Canonical Correlation Analysis
Canonical correlation analysis finds pairs of linear combinations, one from each of two sets of variables, that are maximally correlated with each other.
Definition
Canonical correlation analysis is a method that, given two sets of variables, constructs successive pairs of uncorrelated linear combinations so that each pair has the largest possible correlation subject to being uncorrelated with earlier pairs.
Scope
This topic covers the definition of canonical variates and canonical correlations as the solution of a generalized eigenvalue problem involving the cross-covariance of two variable sets, their successive orthogonality, interpretation of canonical loadings, and the embedding of multiple regression and discriminant analysis as special cases of the canonical framework.
Core questions
- What linear combinations of two variable sets are most strongly associated?
- How many independent dimensions of association exist between the two sets?
- How are canonical variates and their loadings interpreted?

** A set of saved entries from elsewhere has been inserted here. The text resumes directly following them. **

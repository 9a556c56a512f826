//! Plan types, the phase compiler, persistence, and `show` rendering.

pub mod compiler;
pub mod render;
pub mod service;

use uuid::Uuid;

use convoy_db::models::{PlanState, TaskKind, TaskState};

use crate::manifest::FragmentChange;

/// A unit of configuration work within a plan.
///
/// Identity across plan recreations is the description string; the task id
/// is only stable within one compiled plan.
#[derive(Debug, Clone)]
pub struct Task {
    pub item_path: String,
    pub node: String,
    /// Execution subtree (cluster path or the management-server root).
    pub subtree: String,
    /// Unique within the plan.
    pub description: String,
    pub kind: TaskKind,
    /// When false, success is never recorded in the ledger.
    pub persisted: bool,
    /// Phase index within the subtree, assigned by the compiler (>= 1).
    pub phase: i64,
    pub state: TaskState,
    /// Emitting plugin, for callback dispatch.
    pub plugin_id: Option<String>,
    /// Handler name for `Callback` tasks.
    pub callback: Option<String>,
    /// Manifest change for `Config` tasks.
    pub change: Option<FragmentChange>,
    /// Descriptions of tasks that must complete first.
    pub wait_for: Vec<String>,
}

impl Task {
    /// True for a synthesized or explicit deconfiguration task.
    pub fn is_removal(&self) -> bool {
        matches!(self.change, Some(FragmentChange::Remove(_)))
    }

    #[cfg(test)]
    pub(crate) fn for_test(description: &str, wait_for: &[&str]) -> Self {
        Self {
            item_path: format!("/ms/items/{description}"),
            node: "ms".to_owned(),
            subtree: "/ms".to_owned(),
            description: description.to_owned(),
            kind: TaskKind::Config,
            persisted: true,
            phase: 0,
            state: TaskState::Initial,
            plugin_id: None,
            callback: None,
            change: None,
            wait_for: wait_for.iter().map(|s| (*s).to_owned()).collect(),
        }
    }
}

/// A rank in execution order within one subtree: every task in a phase has
/// its same-subtree dependencies satisfied by strictly earlier phases.
#[derive(Debug, Clone)]
pub struct Phase {
    pub index: i64,
    pub tasks: Vec<Task>,
}

/// An independently-scheduled execution context: one cluster (or the
/// management-server root) and its ordered phase sequence.
#[derive(Debug, Clone)]
pub struct Subtree {
    pub id: String,
    /// Subtrees that must fully complete before this one starts.
    pub depends_on: Vec<String>,
    pub phases: Vec<Phase>,
}

/// A compiled plan: ordered phases grouped by subtree, plus the model
/// generation it was built from.
#[derive(Debug, Clone)]
pub struct Plan {
    pub id: Uuid,
    /// Plan-generation counter; stale in-flight operations from an earlier
    /// generation are discarded.
    pub generation: i64,
    /// The model generation this plan was compiled from.
    pub model_generation: i64,
    pub state: PlanState,
    pub subtrees: Vec<Subtree>,
}

impl Plan {
    /// All tasks across subtrees and phases.
    pub fn tasks(&self) -> impl Iterator<Item = &Task> {
        self.subtrees
            .iter()
            .flat_map(|s| s.phases.iter())
            .flat_map(|p| p.tasks.iter())
    }

    pub fn task_count(&self) -> usize {
        self.tasks().count()
    }

    /// Highest phase index across all subtrees.
    pub fn final_phase(&self) -> i64 {
        self.tasks().map(|t| t.phase).max().unwrap_or(0)
    }

    /// Find a task by description.
    pub fn find_task(&self, description: &str) -> Option<&Task> {
        self.tasks().find(|t| t.description == description)
    }
}
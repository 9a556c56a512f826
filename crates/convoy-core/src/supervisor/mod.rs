//! Process supervisor for the control-plane service.
//!
//! Replaces PID/lock-file sentinels with an explicit component: service
//! state lives in memory and "start requested while already starting" is a
//! compare-and-swap on a `starting` flag rather than a filesystem check.

use std::fmt;
use std::future::Future;
use std::sync::atomic::{AtomicBool, Ordering};
use std::sync::Mutex;

use thiserror::Error;

/// Observable service state.
#[derive(Debug, Clone, Copy, PartialEq, Eq)]
pub enum ServiceStatus {
    Stopped,
    Starting,
    Running,
}

impl fmt::Display for ServiceStatus {
    fn fmt(&self, f: &mut fmt::Formatter<'_>) -> fmt::Result {
        let s = match self {
            Self::Stopped => "stopped",
            Self::Starting => "starting",
            Self::Running => "running",
        };
        f.write_str(s)
    }
}

#[derive(Debug, Error, PartialEq, Eq)]
pub enum SupervisorError {
    #[error("Service is already starting")]
    AlreadyStarting,

    #[error("Service is already running")]
    AlreadyRunning,

    #[error("Service is not running")]
    NotRunning,

    #[error("Service startup failed: {0}")]
    StartupFailed(String),
}

/// Supervises the service lifecycle: `status`, `start`, `stop`, `restart`.
#[derive(Debug, Default)]
pub struct ServiceSupervisor {
    /// Startup barrier: set for the duration of one `start` attempt.
    starting: AtomicBool,
    status: Mutex<Option<ServiceStatus>>,
}

impl ServiceSupervisor {
    pub fn new() -> Self {
        Self {
            starting: AtomicBool::new(false),
            status: Mutex::new(Some(ServiceStatus::Stopped)),
        }
    }

    pub fn status(&self) -> ServiceStatus {
        if self.starting.load(Ordering::SeqCst) {
            return ServiceStatus::Starting;
        }
        self.status
            .lock()
            .expect("status lock poisoned")
            .unwrap_or(ServiceStatus::Stopped)
    }

    /// Start the service, running `init` behind the startup barrier.
    ///
    /// A concurrent `start` while another is in flight loses the
    /// compare-and-swap and is rejected; a start while running is rejected
    /// without touching the barrier.
    pub async fn start<F, Fut>(&self, init: F) -> Result<(), SupervisorError>
    where
        F: FnOnce() -> Fut,
        Fut: Future<Output = Result<(), String>>,
    {
        if self.status() == ServiceStatus::Running {
            return Err(SupervisorError::AlreadyRunning);
        }

        if self
            .starting
            .compare_exchange(false, true, Ordering::SeqCst, Ordering::SeqCst)
            .is_err()
        {
            return Err(SupervisorError::AlreadyStarting);
        }

        let result = init().await;

        let mut status = self.status.lock().expect("status lock poisoned");
        match result {
            Ok(()) => {
                *status = Some(ServiceStatus::Running);
                drop(status);
                self.starting.store(false, Ordering::SeqCst);
                tracing::info!("service started");
                Ok(())
            }
            Err(message) => {
                *status = Some(ServiceStatus::Stopped);
                drop(status);
                self.starting.store(false, Ordering::SeqCst);
                tracing::error!(error = %message, "service startup failed");
                Err(SupervisorError::StartupFailed(message))
            }
        }
    }

    pub fn stop(&self) -> Result<(), SupervisorError> {
        let mut status = self.status.lock().expect("status lock poisoned");
        if *status != Some(ServiceStatus::Running) {
            return Err(SupervisorError::NotRunning);
        }
        *status = Some(ServiceStatus::Stopped);
        tracing::info!("service stopped");
        Ok(())
    }

    /// Stop (if running) and start again.
    pub async fn restart<F, Fut>(&self, init: F) -> Result<(), SupervisorError>
    where
        F: FnOnce() -> Fut,
        Fut: Future<Output = Result<(), String>>,
    {
        let _ = self.stop();
        self.start(init).await
    }
}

- How do regression and discriminant analysis arise as special cases?
Key theories
- Canonical variates as a generalized eigenproblem
- The canonical correlations are the square roots of the eigenvalues of a matrix built from the within- and between-set covariance matrices, and the canonical variates are the associated linear combinations of each variable set.
- Unifying framework for multivariate association
- Multiple correlation, discriminant analysis, and correspondence analysis can each be cast as instances of canonical correlation between suitably chosen variable sets, giving the method a unifying role in multivariate analysis.
Clinical relevance
Canonical correlation analysis is used to relate two blocks of measurements, such as a set of predictors and a set of outcomes, or two modalities of data, identifying the strongest shared dimensions of variation between them.
History
Canonical correlation analysis was introduced by Hotelling in 1936 as a general method for relating two sets of variates. It was later developed within the formal theory of multivariate analysis and recognized as a unifying framework subsuming several other multivariate techniques.
Key figures
- Harold Hotelling
- T. W. Anderson
Related topics
Seminal works
- anderson2003
- mardia1979
- johnson2007
Frequently asked questions
- How does canonical correlation differ from multiple regression?
- Multiple regression relates several predictors to a single response, whereas canonical correlation relates two sets of variables symmetrically, finding combinations on both sides that are maximally correlated.
- What does the first canonical correlation represent?
- It is the largest possible correlation between any linear combination of the first variable set and any linear combination of the second, measuring the strongest dimension of association between the two sets.